**Collected data**
○ ○ ○ ○ ○ ○ ○
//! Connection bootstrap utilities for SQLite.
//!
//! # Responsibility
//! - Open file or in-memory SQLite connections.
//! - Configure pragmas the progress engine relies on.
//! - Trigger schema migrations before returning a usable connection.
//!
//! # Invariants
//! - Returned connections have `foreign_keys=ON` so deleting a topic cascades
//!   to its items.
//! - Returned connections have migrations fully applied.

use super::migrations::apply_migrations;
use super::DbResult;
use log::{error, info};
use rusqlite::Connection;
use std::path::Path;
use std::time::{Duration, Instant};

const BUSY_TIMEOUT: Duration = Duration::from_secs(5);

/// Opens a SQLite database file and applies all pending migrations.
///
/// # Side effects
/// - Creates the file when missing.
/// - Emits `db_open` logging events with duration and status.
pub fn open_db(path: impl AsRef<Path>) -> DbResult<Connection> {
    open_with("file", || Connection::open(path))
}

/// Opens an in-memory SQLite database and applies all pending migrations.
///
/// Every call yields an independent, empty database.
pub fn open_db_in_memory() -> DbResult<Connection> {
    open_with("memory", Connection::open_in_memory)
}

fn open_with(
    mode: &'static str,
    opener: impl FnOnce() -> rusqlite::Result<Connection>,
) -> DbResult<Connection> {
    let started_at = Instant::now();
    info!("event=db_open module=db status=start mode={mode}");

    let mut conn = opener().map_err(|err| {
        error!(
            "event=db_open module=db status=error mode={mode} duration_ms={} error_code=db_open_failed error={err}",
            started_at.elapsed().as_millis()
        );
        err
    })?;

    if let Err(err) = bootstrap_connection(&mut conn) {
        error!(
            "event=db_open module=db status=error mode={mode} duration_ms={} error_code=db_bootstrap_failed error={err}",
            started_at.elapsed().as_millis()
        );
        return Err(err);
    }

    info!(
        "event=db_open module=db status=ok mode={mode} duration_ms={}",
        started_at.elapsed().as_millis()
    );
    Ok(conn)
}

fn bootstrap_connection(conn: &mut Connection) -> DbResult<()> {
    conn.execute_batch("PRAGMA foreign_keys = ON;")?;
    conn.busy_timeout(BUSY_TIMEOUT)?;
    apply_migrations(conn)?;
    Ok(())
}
○ ○ ○ ○ ○ ○ ○
**Assignment**
Nothing but a number should be given: the count of lines above in which the word "impl" occurs.

**Worked solution**
2